Water-soluble arene ruthenium complexes containing pyridinethiolato ligands: Synthesis, molecular structure, redox properties and anticancer activity of the cations [(eta(6)-arene)Ru(p-SC5H4NH)(3)](2+)

摘要

The cationic complexes [(eta(6)-arene)Ru(SC5H4NH)(3)](2+), arene being C6H6 (1), MeC6H5 (2), p-(PrC6H4Me)-Pr-i (3) or C6Me6 (4), have been synthesised from the reaction of 4-pyridinethiol with the corresponding precursor (eta(6)-arene)(2)Ru-2(mu(2)-Cl)(2)Cl-2 and isolated as the chloride salts. The single-crystal X-ray structure of [4](PF6)(2) reveals three 4-pyridinethiol moieties coordinated to the ruthenium centre through the sulphur atom, with the hydrogen atom transferred from the sulphur to the nitrogen atom.
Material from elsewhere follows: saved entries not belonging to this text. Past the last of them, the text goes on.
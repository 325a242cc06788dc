#[derive(Debug, thiserror::Error)]
pub enum Error {
    #[error(transparent)]
    Io(#[from] std::io::Error),
    #[error(transparent)]
    Json(#[from] serde_json::Error),
    #[error("matrix '{name}' does not exist (run `hivemind init {name}` first)")]
    MatrixNotFound { name: String },
    #[error("project '{project}' is not registered in matrix '{matrix}'")]
    ProjectNotFound { matrix: String, project: String },
    #[error("vertical '{vertical}' is not registered in matrix '{matrix}'")]
    VerticalNotFound { matrix: String, vertical: String },
    #[error("invalid name '{name}': use alphanumerics, '-', '_' or '.'")]
    InvalidName { name: String },
}

impl Error {
    #[must_use]
    pub fn matrix_not_found(name: impl Into<String>) -> Self {
        Self::MatrixNotFound { name: name.into() }
    }

    #[must_use]
    pub fn project_not_found(matrix: impl Into<String>, project: impl Into<String>) -> Self {
        Self::ProjectNotFound {
            matrix: matrix.into(),
            project: project.into(),
        }
    }

    #[must_use]
    pub fn vertical_not_found(matrix: impl Into<String>, vertical: impl Into<String>) -> Self {
        Self::VerticalNotFound {
            matrix: matrix.into(),
            vertical: vertical.into(),
        }
    }

    #[must_use]
    pub fn invalid_name(name: impl Into<String>) -> Self {
        Self::InvalidName { name: name.into() }
    }
}

pub type Result<T> = std::result::Result<T, Error>;
/* This Source Code Form is subject to the terms of the Mozilla Public
 * License, v. 2.0. If a copy of the MPL was not distributed with this
 * file, You can obtain one at https://mozilla.org/MPL/2.0/. */

//! Lookup registries with fallback resolution.

pub mod atomic;
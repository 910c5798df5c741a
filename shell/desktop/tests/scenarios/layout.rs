/* This Source Code Form is subject to the terms of the Mozilla Public
 * License, v. 2.0. If a copy of the MPL was not distributed with this
 * file, You can obtain one at https://mozilla.org/MPL/2.0/. */

use std::time::Duration;

use super::super::harness::TestHarness;
use crate::config::DEFAULT_LAYOUT_DEBOUNCE_MS;
use crate::test_utils::path;

const DEBOUNCE: Duration = Duration::from_millis(DEFAULT_LAYOUT_DEBOUNCE_MS);

#[test]
fn layout_waits_for_idle_then_fits_the_visible_tree() {
    let mut harness = TestHarness::new();
    let panel = harness.app.panel().borrow().id();

    harness.select("Phase1/GroupA");
    harness.select("Phase1/GroupB");
    assert!(harness.app.layout(panel).is_none());

    harness.advance(DEBOUNCE);

    let layout = harness
        .app
        .layout(panel)
        .cloned()
        .expect("panel layout after idle tick");
    assert_eq!(layout.widest_path, Some(path("Phase1/GroupA")));
    assert_eq!(layout.widest_label, "GroupA".len() + 1);
    assert_eq!(layout.last_visible, Some(path("Phase3")));
}

#[test]
fn closing_a_branch_moves_the_trailing_stroke_once_idle() {
    let mut harness = TestHarness::new();
    let panel = harness.app.panel().borrow().id();
    harness.toggle("Phase3");
    harness.advance(DEBOUNCE);
    assert_eq!(
        harness.app.layout(panel).and_then(|layout| layout.last_visible.clone()),
        Some(path("Phase3/GroupZ"))
    );

    harness.toggle("Phase3");
    harness.settle_transitions();
    harness.advance(DEBOUNCE / 2);
    assert_eq!(
        harness.app.layout(panel).and_then(|layout| layout.last_visible.clone()),
        Some(path("Phase3/GroupZ"))
    );

    harness.advance(DEBOUNCE);
    assert_eq!(
        harness.app.layout(panel).and_then(|layout| layout.last_visible.clone()),
        Some(path("Phase3"))
    );
}
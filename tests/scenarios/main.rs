/* This Source Code Form is subject to the terms of the Mozilla Public
 * License, v. 2.0. If a copy of the MPL was not distributed with this
 * file, You can obtain one at https://mozilla.org/MPL/2.0/. */

use catalogshell::VERSION;
use catalogshell::registries::atomic::ScopeWatcher;
use catalogshell::shell::desktop::runtime::events::drain;
use catalogshell::test_utils::{path, sample_app, sample_registry, sample_search, sample_taxonomy};
use catalogshell::{
    NavEvent, NavIntent, NavigatorRuntime, PersistenceAdapter, RedbStore, ScopeSource,
};

#[test]
fn scenarios_binary_smoke_runs() {
    assert!(!VERSION.is_empty());
}

#[test]
fn unknown_category_resolves_to_empty_fallback_scope() {
    let resolution = sample_registry().resolve("UnknownPhase/Nope");

    assert!(resolution.entry_ids.is_empty());
    assert!(!resolution.matched);
    assert!(resolution.fallback_used);
    assert_eq!(resolution.resolved_key, "unknownphase/nope");
}

#[test]
fn scope_watcher_ignores_repeated_notifications() {
    let mut app = sample_app();
    let rx = app.subscribe();
    app.apply_intents([
        NavIntent::SelectPath {
            path: path("Phase2/GroupX"),
        },
        NavIntent::SelectPath {
            path: path("Phase2/GroupX"),
        },
        NavIntent::SelectPath {
            path: path("Phase3/GroupZ"),
        },
    ]);

    let mut watcher = ScopeWatcher::new();
    let changes = drain(&rx)
        .iter()
        .filter_map(|event| match event {
            NavEvent::ScopeChanged(scope) => Some(watcher.observe(scope)),
            _ => None,
        })
        .collect::<Vec<_>>();
    assert_eq!(changes, vec![true, false, true]);
}

#[test]
fn search_round_trip_through_public_api() {
    let mut app = sample_app();
    app.apply_intents([NavIntent::SelectPath {
        path: path("Phase1/GroupA"),
    }]);
    let before = app.view_state();
    let rx = app.subscribe();

    app.apply_intents([
        NavIntent::SearchContext(sample_search("nmap")),
        NavIntent::SearchCleared,
    ]);

    assert_eq!(app.view_state(), before);
    let sources: Vec<ScopeSource> = drain(&rx)
        .into_iter()
        .filter_map(|event| match event {
            NavEvent::ScopeChanged(scope) => Some(scope.source),
            _ => None,
        })
        .collect();
    assert_eq!(sources, vec![ScopeSource::Search, ScopeSource::Restoration]);
}

#[test]
fn redb_session_survives_reopen() {
    let dir = tempfile::tempdir().expect("tempdir");
    let db_path = dir.path().join("nav").join("state.redb");
    let taxonomy = sample_taxonomy();

    {
        let store = RedbStore::open(&db_path).expect("open redb");
        let adapter = PersistenceAdapter::open(Box::new(store), &taxonomy).expect("adapter");
        let mut app = sample_app();
        app.restore_session(adapter);
        app.apply_intents([
            NavIntent::SelectPath {
                path: path("Phase2/GroupY/Deep"),
            },
            NavIntent::SetSidebarCollapsed { collapsed: true },
        ]);
        app.flush_persistence().expect("flush");
    }

    let store = RedbStore::open(&db_path).expect("reopen redb");
    let adapter = PersistenceAdapter::open(Box::new(store), &taxonomy).expect("adapter");
    let mut app = sample_app();
    app.restore_session(adapter);

    assert!(app.sidebar_collapsed());
    assert_eq!(app.active_path(), Some(&path("Phase2/GroupY/Deep")));
    assert_eq!(app.scope().entry_count(), 1);
}

#[tokio::test(start_paused = true)]
async fn runtime_drives_queued_transitions_to_completion() {
    let mut runtime = NavigatorRuntime::new(sample_app());
    runtime.apply_intents([NavIntent::SelectPath {
        path: path("Phase1/GroupA/Sub1"),
    }]);

    let summary = runtime.drive_transitions().await;

    assert_eq!(summary.completed, 2);
    assert_eq!(summary.superseded + summary.cancelled, 0);
    let panel = runtime.app().panel();
    assert!(panel.borrow().in_flight(&path("Phase1/GroupA")).is_none());
    assert_eq!(panel.borrow().active_nodes(), vec![&path("Phase1/GroupA/Sub1")]);
}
The electrochemical study of 1-4 shows a clear correlation between the Ru(II)/Ru(III) redox potentials and the number of alkyl substituents at the arene ligand (E degrees' (Ru-II/III): 1 > 2 > 3 > 4), whereas the cytotoxicity towards A2780 ovarian cancer cells follows the series 4 > 1 > 3 > 2, the hexamethylbenzene derivative 4 being the most cytotoxic one. The corresponding reaction of the ortho-isomer, 2-pyridinethiol, with (eta(6)-C6Me6)(2)Ru-2(mu(2)-Cl)(2)Cl-2 does not lead to the expected 2-pyridinethiolato analogue, but yields the neutral complex (eta(6)-C6Me6)Ru(eta(2)-SC5H4N)(eta(1)-SC5H4N) (5). The analogous complex (eta(6)-C6Me6)Ru(eta(2)-SC9H6N)-(eta(1)-SC9H6N) (6) is obtained from the similar reaction with 2-quinolinethiol.